John Dwyer v. The State of Best Coast

Post Author:
john dwyer facebook best coast

Dwyer's friend was exaggerating or perhaps confused: Best Coast isn't
actually the number one record in America, though it did debut at #36
and hit #10 on digital downloads. Putting aside the fact that these
days that translates to a meager 10,000 hard copies sold, we
still think that for us music people outside the industry machine, it's cause for celebration.

No need to ruminate hard on the how's and why's of Dwyer's bubbling
Facebook bummerism directed at the indie darling of So-Cal, though
it's pretty easy to imagine why a road warrior would hate a blogosphere
prom queen stealing any west coast wind. Indeed, if there's room for virtuosity in garage rock, Dwyer's band's got it, so it'd also be a cinch to draw a line in the sand, throning Thee Oh Sees as the old-guard real-life carriers of the independent-as-fuck meaning of life, and tossing the newbies on the other side for the mainstream wolves to feed on.

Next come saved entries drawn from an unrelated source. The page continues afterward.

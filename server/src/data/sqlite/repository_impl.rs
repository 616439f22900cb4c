//! TransactionalRepository trait implementation for SQLite
//!
//! This module implements the TransactionalRepository trait for Arc<SqliteService>,
//! delegating to the free functions in `repositories`.

use std::sync::Arc;

use async_trait::async_trait;

use crate::data::error::DataError;
use crate::data::traits::TransactionalRepository;
use crate::data::types::{
    AnswerRow, AuditLogRow, DashboardCounts, NewAnswer, NewAuditLog, NewQuestionnaire, NewUser,
    QuestionRow, QuestionnaireRow, QuestionnaireWithQuestions, ResponseRow, SessionAnswerRow,
    SessionRow, UserRow, UserWithAssignment,
};

use super::SqliteService;
use super::repositories::{audit, questionnaire, session, stats, user};

#[async_trait]
impl TransactionalRepository for Arc<SqliteService> {
    // ==================== User Operations ====================

    async fn create_user(&self, new: &NewUser) -> Result<UserRow, DataError> {
        user::create_user(self.pool(), new)
            .await
            .map_err(Into::into)
    }

    async fn get_user(&self, id: &str) -> Result<Option<UserRow>, DataError> {
        user::get_user(self.pool(), id).await.map_err(Into::into)
    }

    async fn get_user_by_email(&self, email: &str) -> Result<Option<UserRow>, DataError> {
        user::get_by_email(self.pool(), email)
            .await
            .map_err(Into::into)
    }

    async fn username_exists(&self, username: &str) -> Result<bool, DataError> {
        user::username_exists(self.pool(), username)
            .await
            .map_err(Into::into)
    }

    async fn list_users(&self) -> Result<Vec<UserWithAssignment>, DataError> {
        user::list_users(self.pool()).await.map_err(Into::into)
    }

    async fn current_questionnaire_id(&self, user_id: &str) -> Result<Option<String>, DataError> {
        user::current_questionnaire_id(self.pool(), user_id)
            .await
            .map_err(Into::into)
    }

    async fn set_user_active(
        &self,
        id: &str,
        is_active: bool,
    ) -> Result<Option<UserRow>, DataError> {
        user::set_user_active(self.pool(), id, is_active)
            .await
            .map_err(Into::into)
    }

    // ==================== Questionnaire Operations ====================

    async fn create_questionnaire(
        &self,
        new: &NewQuestionnaire,
    ) -> Result<QuestionnaireWithQuestions, DataError> {
        questionnaire::create_questionnaire(self.pool(), new)
            .await
            .map_err(Into::into)
    }

    async fn get_questionnaire(&self, id: &str) -> Result<Option<QuestionnaireRow>, DataError> {
        questionnaire::get_questionnaire(self.pool(), id)
            .await
            .map_err(Into::into)
    }

    async fn list_questionnaires(&self) -> Result<Vec<QuestionnaireWithQuestions>, DataError> {
        questionnaire::list_questionnaires(self.pool())
            .await
            .map_err(Into::into)
    }

    async fn list_questions(&self, questionnaire_id: &str) -> Result<Vec<QuestionRow>, DataError> {
        questionnaire::list_questions(self.pool(), questionnaire_id)
            .await
            .map_err(Into::into)
    }

    async fn get_question(
        &self,
        questionnaire_id: &str,
        question_id: &str,
    ) -> Result<Option<QuestionRow>, DataError> {
        questionnaire::get_question(self.pool(), questionnaire_id, question_id)
            .await
            .map_err(Into::into)
    }

    async fn count_questions(&self, questionnaire_id: &str) -> Result<i64, DataError> {
        questionnaire::count_questions(self.pool(), questionnaire_id)
            .await
            .map_err(Into::into)
    }

    async fn delete_questionnaire(&self, id: &str) -> Result<bool, DataError> {
        questionnaire::delete_questionnaire(self.pool(), id)
            .await
            .map_err(Into::into)
    }

    // ==================== Session Operations ====================

    async fn upsert_session(
        &self,
        user_id: &str,
        questionnaire_id: &str,
        total_questions: i64,
    ) -> Result<SessionRow, DataError> {
        session::upsert_session(self.pool(), user_id, questionnaire_id, total_questions)
            .await
            .map_err(Into::into)
    }

    async fn get_user_session(
        &self,
        id: &str,
        user_id: &str,
    ) -> Result<Option<SessionRow>, DataError> {
        session::get_user_session(self.pool(), id, user_id)
            .await
            .map_err(Into::into)
    }

    async fn get_current_session(&self, user_id: &str) -> Result<Option<SessionRow>, DataError> {
        session::get_current_session(self.pool(), user_id)
            .await
            .map_err(Into::into)
    }

    async fn override_session_progress(
        &self,
        id: &str,
        user_id: &str,
        current_index: Option<i64>,
        is_completed: Option<bool>,
    ) -> Result<Option<SessionRow>, DataError> {
        session::override_session_progress(self.pool(), id, user_id, current_index, is_completed)
            .await
            .map_err(Into::into)
    }

    async fn record_answer(&self, new: &NewAnswer) -> Result<AnswerRow, DataError> {
        session::record_answer(self.pool(), new)
            .await
            .map_err(Into::into)
    }

    async fn list_session_answers(
        &self,
        session_id: &str,
    ) -> Result<Vec<SessionAnswerRow>, DataError> {
        session::list_session_answers(self.pool(), session_id)
            .await
            .map_err(Into::into)
    }

    async fn list_responses(&self) -> Result<Vec<ResponseRow>, DataError> {
        session::list_responses(self.pool())
            .await
            .map_err(Into::into)
    }

    // ==================== Audit Operations ====================

    async fn insert_audit_log(&self, entry: &NewAuditLog) -> Result<i64, DataError> {
        audit::insert_audit_log(self.pool(), entry)
            .await
            .map_err(Into::into)
    }

    async fn list_recent_audit_logs(&self, limit: i64) -> Result<Vec<AuditLogRow>, DataError> {
        audit::list_recent(self.pool(), limit)
            .await
            .map_err(Into::into)
    }

    // ==================== Stats Operations ====================

    async fn dashboard_counts(&self) -> Result<DashboardCounts, DataError> {
        stats::dashboard_counts(self.pool())
            .await
            .map_err(Into::into)
    }
}
//! JWT access and refresh tokens

use chrono::{Duration, Utc};
use jsonwebtoken::errors::ErrorKind;
use jsonwebtoken::{Algorithm, DecodingKey, EncodingKey, Header, Validation, decode, encode};
use serde::{Deserialize, Serialize};
use thiserror::Error;
use uuid::Uuid;

/// JWT validation error
#[derive(Debug, Error)]
pub enum JwtError {
    #[error("Token has expired")]
    Expired,
    #[error("Invalid token signature")]
    InvalidSignature,
    #[error("Wrong token type: expected {expected}")]
    WrongType { expected: TokenType },
    #[error("Invalid token: {0}")]
    Invalid(String),
}

/// Which half of a token pair a JWT is
#[derive(Debug, Clone, Copy, PartialEq, Eq, Serialize, Deserialize)]
#[serde(rename_all = "lowercase")]
pub enum TokenType {
    Access,
    Refresh,
}

impl std::fmt::Display for TokenType {
    fn fmt(&self, f: &mut std::fmt::Formatter<'_>) -> std::fmt::Result {
        match self {
            Self::Access => write!(f, "access"),
            Self::Refresh => write!(f, "refresh"),
        }
    }
}

/// JWT claims shared by access and refresh tokens
#[derive(Debug, Clone, Serialize, Deserialize)]
pub struct TokenClaims {
    /// User ID
    pub sub: String,
    pub iat: i64,
    pub exp: i64,
    pub jti: String,
    pub token_type: TokenType,
}

impl TokenClaims {
    pub fn new(user_id: &str, token_type: TokenType, ttl: Duration) -> Result<Self, JwtError> {
        let now = Utc::now();
        let exp = now
            .checked_add_signed(ttl)
            .ok_or_else(|| JwtError::Invalid(format!("token lifetime out of range: {}", ttl)))?;
        Ok(Self {
            sub: user_id.to_string(),
            iat: now.timestamp(),
            exp: exp.timestamp(),
            jti: Uuid::new_v4().to_string(),
            token_type,
        })
    }

    pub fn user_id(&self) -> &str {
        &self.sub
    }
}

/// Create a signed token
pub fn create_token(
    signing_key: &[u8],
    user_id: &str,
    token_type: TokenType,
    ttl: Duration,
) -> Result<String, JwtError> {
    let claims = TokenClaims::new(user_id, token_type, ttl)?;
    encode(
        &Header::new(Algorithm::HS256),
        &claims,
        &EncodingKey::from_secret(signing_key),
    )
    .map_err(|e| JwtError::Invalid(e.to_string()))
}

/// Validate a token and check it is of the expected type
pub fn validate_token(
    token: &str,
    signing_key: &[u8],
    expected: TokenType,
) -> Result<TokenClaims, JwtError> {
    let mut validation = Validation::new(Algorithm::HS256);
    validation.validate_exp = true;
    validation.leeway = 0;

    let token_data =
        decode::<TokenClaims>(token, &DecodingKey::from_secret(signing_key), &validation)
            .map_err(|e| match e.kind() {
                ErrorKind::ExpiredSignature => JwtError::Expired,
                ErrorKind::InvalidSignature => JwtError::InvalidSignature,
                _ => JwtError::Invalid(e.to_string()),
            })?;

    if token_data.claims.token_type != expected {
        return Err(JwtError::WrongType { expected });
    }
    Ok(token_data.claims)
}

As Dwyer put it in an interview with us, he's “living a poor man’s dream,” touring constantly and living cheap in San Francisco the rest of the time. On the other side of the line, there's Nathan Williams and Best Coast, the latest princesses of what some people still need to call “indie” but is actually the half-decade old phenomenon in which a “band” makes it big not by touring but by killing the hype machine without an album to speak of. And as we've said before, if the natural progression of this kind of recognition is mainstream, wouldn't that be better than “California Gurls”?

Regardless of the fact that few knew Bethany Cosentino's Best Coast a year ago,* isn't there some kind of pleasure in reading cheesy Billboard articles that breathlessly mumble the phrase “lo-fi”, if for no other reason than it will teach some kids out there that there's someone slightly more human repping LA under Kate Perry's glossy sheen?

Maybe not. Fuck the mainstream, sure, but then let's not forget: Billboard is meaningless! Units sold no longer reflect the actual weight of a given music artist in America. Bummerism at the Billboard success of a newbie is an old guard concern that's no longer as relevant, as, say, the fact that a whole era of free exchange could be overturned in the next few years by the rise of tiered internet use and kids hooked to iPhone apps. That's another talk. Maybe next week.

*Pretty much no one. We were “vibing”, even back in the Oughts.